◆ Task requirements
Once the line containing "pub fn channel(&self)" has been printed, stop; print every line before it exactly, starting at the top of the material below.
═══
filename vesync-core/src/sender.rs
//! Origin-side sync sender.
//!
//! Snapshots an account's lock state from the ledger and hands the encoded
//! payload to the transport. A send never mutates ledger state.

use serde::Serialize;
use tracing::info;

use crate::encoding::{SyncPayload, SYNC_PAYLOAD_LEN};
use crate::error::SyncError;
use crate::ledger::LockLedger;
use crate::peers::PeerTable;
use crate::profile::ProfileRegistry;
use crate::transport::{MessageReceipt, OutboundMessage, Transport};
use crate::types::{Address, ChannelId, LockedBalance, PeerId, ProtocolVersion};

/// Arguments of [`SyncSender::send_sync_msg`].
#[derive(Debug, Clone, Copy, PartialEq, Eq)]
pub struct SyncRequest {
    pub caller: Address,
    pub dst: ChannelId,
    pub account: Address,
    pub sync_lock: bool,
    pub sync_profile: bool,
    pub extra_gas: u128,
}

/// Origin-chain state a send reads from.
pub struct SendContext<'a> {
    pub ledger: &'a LockLedger,
    pub profiles: &'a dyn ProfileRegistry,
    pub transport: &'a mut dyn Transport,
}

#[derive(Debug, Clone, Serialize)]
pub struct SyncSender {
    address: Address,
    owner: Address,
    channel: ChannelId,
    version: ProtocolVersion,
    paused: bool,
    peers: PeerTable,
}

impl SyncSender {
    pub fn new(address: Address, owner: Address, channel: ChannelId, version: ProtocolVersion) -> Self {
        Self {
            address,
            owner,
            channel,
            version,
            paused: false,
            peers: PeerTable::new(),
        }
    }

    pub fn address(&self) -> Address {
        self.address
    }

    pub fn owner(&self) -> Address {
        self.owner
    }

    pub fn channel(&self) -> ChannelId {
        self.channel
    }

    pub fn version(&self) -> ProtocolVersion {
        self.version
    }

    pub fn is_paused(&self) -> bool {
        self.paused
    }

    pub fn peers(&self) -> &PeerTable {
        &self.peers
    }

    // ═══════════════════════════════════════════════════════════════════════════
    // ADMIN
    // ═══════════════════════════════════════════════════════════════════════════

    pub fn pause(&mut self, caller: &Address, paused: bool) -> Result<(), SyncError> {
        self.only_owner(caller)?;
        self.paused = paused;
        info!(sender = %self.address, paused, "sender pause state changed");
        Ok(())
    }

    pub fn set_peer(&mut self, caller: &Address, channel: ChannelId, peer: PeerId) -> Result<(), SyncError> {
        self.only_owner(caller)?;
        self.peers.set_peer(channel, peer);
        info!(sender = %self.address, channel, peer = %peer, "peer set");
        Ok(())
    }

    pub fn set_trusted_remote(
        &mut self,
        caller: &Address,
        channel: ChannelId,
        path: &[u8],
    ) -> Result<(), SyncError> {
        self.only_owner(caller)?;
        let remote = self.peers.set_trusted_remote(channel, path, &self.address)?;
        info!(sender = %self.address, channel, remote = %remote, "trusted remote set");
        Ok(())
    }

    fn only_owner(&self, caller: &Address) -> Result<(), SyncError> {
        if *caller != self.owner {
            return Err(SyncError::Unauthorized(format!(
                "{} is not the owner of sender {}",
                caller, self.address
            )));
        }
        Ok(())
    }

    // ═══════════════════════════════════════════════════════════════════════════
    // SENDING
    // ═══════════════════════════════════════════════════════════════════════════

    /// Fee a sync message to `dst` with `extra_gas` costs right now.
    pub fn get_estimate_gas_fees(
        &self,
        transport: &dyn Transport,
        dst: ChannelId,
        extra_gas: u128,
    ) -> Result<u128, SyncError> {
        self.peers.require_peer(dst)?;
        transport.quote(dst, SYNC_PAYLOAD_LEN, extra_gas)
    }

    /// Build the payload a send would carry, without sending it.
    pub fn snapshot(
        &self,
        ledger: &LockLedger,
        profiles: &dyn ProfileRegistry,
        request: &SyncRequest,
    ) -> SyncPayload {
        let mut payload = SyncPayload {
            account: request.account,
            sync_lock: request.sync_lock,
            lock: LockedBalance::EMPTY,
            cake_pool_proxy: Address::ZERO,
            proxy_lock: LockedBalance::EMPTY,
            sync_profile: request.sync_profile,
            profile_active: false,
            extra_gas: request.extra_gas,
        };
        if request.sync_lock {
            payload.lock = ledger.locks(&request.account);
            if let Some(proxy) = ledger.get_user_info(&request.account).live_proxy() {
                payload.cake_pool_proxy = proxy;
                payload.proxy_lock = ledger.locks(&proxy);
            }
        }
        if request.sync_profile {
            payload.profile_active = profiles.is_active(&request.account);
        }
        payload
    }

    pub fn send_sync_msg(
        &self,
        ctx: SendContext<'_>,
        request: SyncRequest,
        fee_paid: u128,
    ) -> Result<MessageReceipt, SyncError> {
        if self.paused {
            return Err(SyncError::Paused);
        }
        if !request.sync_lock && !request.sync_profile {
            return Err(SyncError::NothingToSync);
        }
        let receiver = self.peers.require_peer(request.dst)?;

        let payload = self.snapshot(ctx.ledger, ctx.profiles, &request);
        let message = OutboundMessage {
            src_channel: self.channel,
            sender: self.address,
            dst_channel: request.dst,
            receiver,
            payload: payload.encode(),
            extra_gas: request.extra_gas,
        };
        let receipt = ctx.transport.send(message, fee_paid)?;

        info!(
            caller = %request.caller,
            account = %request.account,
            dst = request.dst,
            nonce = receipt.nonce,
            amount = payload.lock.amount,
            end = payload.lock.end,
            "sync message sent"
        );
        Ok(receipt)
    }
}
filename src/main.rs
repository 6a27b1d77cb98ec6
mod csv_io;
mod db;
mod forms;
mod models;
mod report;
mod run;
mod ui;

use anyhow::{Context, Result};
use std::path::PathBuf;
use tracing_subscriber::{layer::SubscriberExt, util::SubscriberInitExt, EnvFilter};

const DB_ENV: &str = "FINPLAN_DB";
const LOG_ENV: &str = "FINPLAN_LOG";

fn main() -> Result<()> {
    init_tracing();
    let args: Vec<String> = std::env::args().collect();
    let db_path = get_db_path()?;
    let mut db = db::Database::open(&db_path)?;
    run::as_cli(&args, &mut db)
}

/// Log lines go to stderr so command output on stdout stays clean.
fn init_tracing() {
    let filter = EnvFilter::try_from_env(LOG_ENV).unwrap_or_else(|_| EnvFilter::new("warn"));
    tracing_subscriber::registry()
        .with(filter)
        .with(
            tracing_subscriber::fmt::layer()
                .with_writer(std::io::stderr)
                .with_target(false),
        )
        .init();
}

fn get_db_path() -> Result<PathBuf> {
    if let Some(path) = std::env::var_os(DB_ENV).filter(|p| !p.is_empty()) {
        return Ok(PathBuf::from(path));
    }
    let proj_dirs = directories::ProjectDirs::from("com", "finplan", "FinPlan")
        .ok_or_else(|| anyhow::anyhow!("Could not determine data directory"))?;
    let data_dir = proj_dirs.data_dir();
    std::fs::create_dir_all(data_dir)
        .with_context(|| format!("Failed to create data directory: {}", data_dir.display()))?;
    Ok(data_dir.join("finplan.db"))
}
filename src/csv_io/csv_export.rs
use anyhow::{Context, Result};
use std::path::Path;

use super::HEADER;
use crate::models::Expense;

/// Write `expenses` to `path`, overwriting it. Returns the row count.
pub(crate) fn export_expenses(expenses: &[Expense], path: &Path) -> Result<usize> {
    let mut wtr = csv::Writer::from_path(path)
        .with_context(|| format!("Failed to create CSV file: {}", path.display()))?;
    wtr.write_record(HEADER)?;
    for e in expenses {
        wtr.write_record([
            e.date.format("%Y-%m-%d").to_string(),
            e.description.clone(),
            e.amount.to_string(),
            e.category.clone(),
        ])?;
    }
    wtr.flush()
        .with_context(|| format!("Failed to write CSV file: {}", path.display()))?;
    tracing::info!(rows = expenses.len(), path = %path.display(), "exported expenses");
    Ok(expenses.len())
}

#[cfg(test)]
#[path = "csv_export_tests.rs"]
mod tests;
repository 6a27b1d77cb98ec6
mod cli;

pub(crate) use cli::as_cli;
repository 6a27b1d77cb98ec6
pub(crate) mod util;

#[cfg(test)]
#[path = "util_tests.rs"]
mod util_tests;
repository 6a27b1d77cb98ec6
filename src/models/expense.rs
use chrono::NaiveDate;
use rust_decimal::Decimal;

use super::Category;

#[derive(Debug, Clone)]
pub struct Expense {
    pub id: Option<i64>,
    pub user_id: i64,
    pub date: NaiveDate,
    pub description: String,
    pub amount: Decimal,
    /// Raw stored value. Use [`Expense::category`] for the typed form.
    pub category: String,
    pub created_at: String,
}

impl Expense {
    pub fn new(
        user_id: i64,
        date: NaiveDate,
        description: String,
        amount: Decimal,
        category: Category,
    ) -> Self {
        Self {
            id: None,
            user_id,
            date,
            description,
            amount,
            category: category.as_str().to_string(),
            created_at: chrono::Utc::now().to_rfc3339(),
        }
    }

    pub fn category(&self) -> Option<Category> {
        Category::from_stored(&self.category)
    }
}

impl std::fmt::Display for Expense {
    fn fmt(&self, f: &mut std::fmt::Formatter<'_>) -> std::fmt::Result {
        write!(f, "{} - {} INR", self.description, self.amount)
    }
}
mod budget;
mod category;
mod expense;
mod user;

pub use budget::BudgetProfile;
pub use category::Category;
pub use expense::Expense;
pub use user::User;
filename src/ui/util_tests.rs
#![allow(clippy::unwrap_used)]

use rust_decimal_macros::dec;

use super::util::*;

// ── truncate ──────────────────────────────────────────────────

#[test]
fn test_truncate_short_string() {
    assert_eq!(truncate("hello", 10), "hello");
}

#[test]
fn test_truncate_long_string() {
    assert_eq!(truncate("hello world", 5), "hell…");
}

#[test]
fn test_truncate_zero_max() {
    assert_eq!(truncate("hello", 0), "");
}

#[test]
fn test_truncate_unicode() {
    assert_eq!(truncate("café résumé", 5), "café…");
}

// ── format_amount ─────────────────────────────────────────────

#[test]
fn test_format_amount_basic() {
    assert_eq!(format_amount(dec!(1234.56)), "₹1,234.56");
}

#[test]
fn test_format_amount_pads_decimals() {
    assert_eq!(format_amount(dec!(5)), "₹5.00");
    assert_eq!(format_amount(dec!(0.5)), "₹0.50");
}

#[test]
fn test_format_amount_large() {
    assert_eq!(format_amount(dec!(1234567.89)), "₹1,234,567.89");
}

#[test]
fn test_format_amount_negative() {
    assert_eq!(format_amount(dec!(-42.1)), "-₹42.10");
}

// ── progress_bar ──────────────────────────────────────────────

#[test]
fn test_progress_bar_empty() {
    assert_eq!(progress_bar(dec!(0), 4), "[░░░░]");
}

#[test]
fn test_progress_bar_half() {
    assert_eq!(progress_bar(dec!(50), 4), "[██░░]");
}

#[test]
fn test_progress_bar_rounds_down() {
    assert_eq!(progress_bar(dec!(74.99), 4), "[██░░]");
}

#[test]
fn test_progress_bar_capped() {
    assert_eq!(progress_bar(dec!(250), 4), "[████]");
}
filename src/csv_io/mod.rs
mod csv_export;
mod csv_import;

pub(crate) use csv_export::export_expenses;
pub(crate) use csv_import::CsvImporter;

/// Column order shared by export and import.
pub(crate) const HEADER: [&str; 4] = ["date", "description", "amount", "category"];
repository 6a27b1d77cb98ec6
#[derive(Debug, Clone)]
pub struct User {
    pub id: Option<i64>,
    pub username: String,
    pub created_at: String,
}

impl User {
    pub fn new(username: String) -> Self {
        Self {
            id: None,
            username,
            created_at: chrono::Utc::now().to_rfc3339(),
        }
    }
}
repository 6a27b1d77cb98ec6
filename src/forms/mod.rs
//! Typed, validated inputs. A value of one of these types has already passed
//! every field constraint, so storage code never re-checks them.

use chrono::NaiveDate;
use regex::Regex;
use rust_decimal::Decimal;
use std::str::FromStr;
use std::sync::OnceLock;
use thiserror::Error;

use crate::models::Category;

/// Matches `DecimalField(max_digits=10, decimal_places=2)` on the stored amount.
const MAX_DIGITS: u32 = 10;
const DECIMAL_PLACES: u32 = 2;
const USERNAME_MAX_LEN: usize = 150;

#[derive(Debug, Error, PartialEq, Eq)]
pub(crate) enum FormError {
    #[error("{field} is required")]
    Missing { field: &'static str },

    #[error("{field}: '{value}' is not a valid date (expected YYYY-MM-DD)")]
    InvalidDate { field: &'static str, value: String },

    #[error("{field}: '{value}' is not a valid amount")]
    InvalidAmount { field: &'static str, value: String },

    #[error("{field}: at most {max} decimal places allowed")]
    TooManyDecimalPlaces { field: &'static str, max: u32 },

    #[error("{field}: at most {max} digits allowed")]
    TooManyDigits { field: &'static str, max: u32 },

    #[error("{field} cannot be negative")]
    Negative { field: &'static str },

    #[error("unknown category '{0}' (expected Food, Utilities, Entertainment or Others)")]
    UnknownCategory(String),

    #[error("username may only contain letters, digits and @/./+/-/_ (max 150 characters)")]
    InvalidUsername,

    #[error("username '{0}' is already taken")]
    UsernameTaken(String),

    #[error("start date {from} is after end date {to}")]
    InvertedRange { from: NaiveDate, to: NaiveDate },
}

/// A new or edited expense entry.
#[derive(Debug, Clone, PartialEq)]
pub(crate) struct NewExpenseInput {
    pub(crate) date: NaiveDate,
    pub(crate) description: String,
    pub(crate) amount: Decimal,
    pub(crate) category: Category,
}

impl NewExpenseInput {
    /// An empty `category` falls back to [`Category::Others`].
    pub(crate) fn new(
        date: &str,
        description: &str,
        amount: &str,
        category: &str,
    ) -> Result<Self, FormError> {
        let date = parse_date("date", date)?;

        let description = description.trim();
        if description.is_empty() {
            return Err(FormError::Missing {
                field: "description",
            });
        }

        let amount = parse_amount("amount", amount)?;

        let category = if category.trim().is_empty() {
            Category::default()
        } else {
            Category::parse(category)
                .ok_or_else(|| FormError::UnknownCategory(category.trim().to_string()))?
        };

        Ok(Self {
            date,
            description: description.to_string(),
            amount,
            category,
        })
    }
}

/// All four category ceilings. Every field must be supplied.
#[derive(Debug, Clone, PartialEq)]
pub(crate) struct BudgetInput {
    pub(crate) food: Decimal,
    pub(crate) utilities: Decimal,
    pub(crate) entertainment: Decimal,
    pub(crate) others: Decimal,
}

impl BudgetInput {
    pub(crate) fn new(
        food: &str,
        utilities: &str,
        entertainment: &str,
        others: &str,
    ) -> Result<Self, FormError> {
        Ok(Self {
            food: parse_ceiling("food", food)?,
            utilities: parse_ceiling("utilities", utilities)?,
            entertainment: parse_ceiling("entertainment", entertainment)?,
            others: parse_ceiling("others", others)?,
        })
    }
}

#[derive(Debug, Clone, PartialEq)]
pub(crate) struct RegistrationInput {
    pub(crate) username: String,
}

impl RegistrationInput {
    pub(crate) fn new(username: &str) -> Result<Self, FormError> {
        let username = username.trim();
        if username.is_empty() {
            return Err(FormError::Missing { field: "username" });
        }
        if username.chars().count() > USERNAME_MAX_LEN || !username_pattern().is_match(username) {
            return Err(FormError::InvalidUsername);
        }
        Ok(Self {
            username: username.to_string(),
        })
    }
}

/// Ledger query narrowing. Both date bounds are inclusive.
#[derive(Debug, Clone, Default, PartialEq)]
pub(crate) struct ExpenseFilter {
    pub(crate) category: Option<Category>,
    pub(crate) from: Option<NaiveDate>,
    pub(crate) to: Option<NaiveDate>,
}

impl ExpenseFilter {
    pub(crate) fn new(
        category: Option<&str>,
        from: Option<&str>,
        to: Option<&str>,
    ) -> Result<Self, FormError> {
        let category = category
            .map(|c| Category::parse(c).ok_or_else(|| FormError::UnknownCategory(c.to_string())))
            .transpose()?;
        let from = from.map(|d| parse_date("from", d)).transpose()?;
        let to = to.map(|d| parse_date("to", d)).transpose()?;
        if let (Some(from), Some(to)) = (from, to) {
            if from > to {
                return Err(FormError::InvertedRange { from, to });
            }
        }
        Ok(Self { category, from, to })
    }

    pub(crate) fn is_empty(&self) -> bool {
        self.category.is_none() && self.from.is_none() && self.to.is_none()
    }
}

#[allow(clippy::expect_used)]
fn username_pattern() -> &'static Regex {
    static PATTERN: OnceLock<Regex> = OnceLock::new();
    PATTERN.get_or_init(|| Regex::new(r"^[\w.@+-]+$").expect("username pattern is valid"))
}

fn parse_date(field: &'static str, raw: &str) -> Result<NaiveDate, FormError> {
    let raw = raw.trim();
    if raw.is_empty() {
        return Err(FormError::Missing { field });
    }
    NaiveDate::parse_from_str(raw, "%Y-%m-%d").map_err(|_| FormError::InvalidDate {
        field,
        value: raw.to_string(),
    })
}

fn parse_amount(field: &'static str, raw: &str) -> Result<Decimal, FormError> {
    let raw = raw.trim();
    if raw.is_empty() {
        return Err(FormError::Missing { field });
    }
    let amount = Decimal::from_str(raw).map_err(|_| FormError::InvalidAmount {
        field,
        value: raw.to_string(),
    })?;
    // Trailing zeros past two places (e.g. "1.500") are not extra precision
    let mut amount = amount.normalize();
    if amount.scale() > DECIMAL_PLACES {
        return Err(FormError::TooManyDecimalPlaces {
            field,
            max: DECIMAL_PLACES,
        });
    }
    if integer_digits(amount) > MAX_DIGITS - DECIMAL_PLACES {
        return Err(FormError::TooManyDigits {
            field,
            max: MAX_DIGITS,
        });
    }
    amount.rescale(DECIMAL_PLACES);
    Ok(amount)
}

fn parse_ceiling(field: &'static str, raw: &str) -> Result<Decimal, FormError> {
    let amount = parse_amount(field, raw)?;
    if amount < Decimal::ZERO {
        return Err(FormError::Negative { field });
    }
    Ok(amount)
}

fn integer_digits(amount: Decimal) -> u32 {
    let whole = amount.trunc().abs().to_string();
    if whole == "0" {
        0
    } else {
        whole.len() as u32
    }
}

#[cfg(test)]
mod tests;
//! kg-layout: force-directed layout for personal knowledge graphs.
//!
//! This crate turns entities, weighted relationships and nested communities
//! into stable 3D (or 2D) coordinates plus community hull geometry, ready for
//! a renderer to draw. Browser builds expose the engine through
//! `wasm-bindgen`; native callers use [`generate_layout`] or drive a
//! [`LayoutRun`] tick by tick.

pub mod layout;

#[cfg(target_arch = "wasm32")]
pub mod bindings;

pub use layout::{
	CancellationToken, Community, CommunityLayout, Entity, ForceConfig, GraphData, GraphLayout,
	LayoutError, LayoutRun, Link, Node, PlanarConfig, Relationship, generate_layout,
	generate_layout_2d,
};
═══
◆ Answer to the problem
filename vesync-core/src/sender.rs
//! Origin-side sync sender.
//!
//! Snapshots an account's lock state from the ledger and hands the encoded
//! payload to the transport. A send never mutates ledger state.

use serde::Serialize;
use tracing::info;

use crate::encoding::{SyncPayload, SYNC_PAYLOAD_LEN};
use crate::error::SyncError;
use crate::ledger::LockLedger;
use crate::peers::PeerTable;
use crate::profile::ProfileRegistry;
use crate::transport::{MessageReceipt, OutboundMessage, Transport};
use crate::types::{Address, ChannelId, LockedBalance, PeerId, ProtocolVersion};

/// Arguments of [`SyncSender::send_sync_msg`].
#[derive(Debug, Clone, Copy, PartialEq, Eq)]
pub struct SyncRequest {
    pub caller: Address,
    pub dst: ChannelId,
    pub account: Address,
    pub sync_lock: bool,
    pub sync_profile: bool,
    pub extra_gas: u128,
}

/// Origin-chain state a send reads from.
pub struct SendContext<'a> {
    pub ledger: &'a LockLedger,
    pub profiles: &'a dyn ProfileRegistry,
    pub transport: &'a mut dyn Transport,
}

#[derive(Debug, Clone, Serialize)]
pub struct SyncSender {
    address: Address,
    owner: Address,
    channel: ChannelId,
    version: ProtocolVersion,
    paused: bool,
    peers: PeerTable,
}

impl SyncSender {
    pub fn new(address: Address, owner: Address, channel: ChannelId, version: ProtocolVersion) -> Self {
        Self {
            address,
            owner,
            channel,
            version,
            paused: false,
            peers: PeerTable::new(),
        }
    }

    pub fn address(&self) -> Address {
        self.address
    }

    pub fn owner(&self) -> Address {
        self.owner
    }

    pub fn channel(&self) -> ChannelId {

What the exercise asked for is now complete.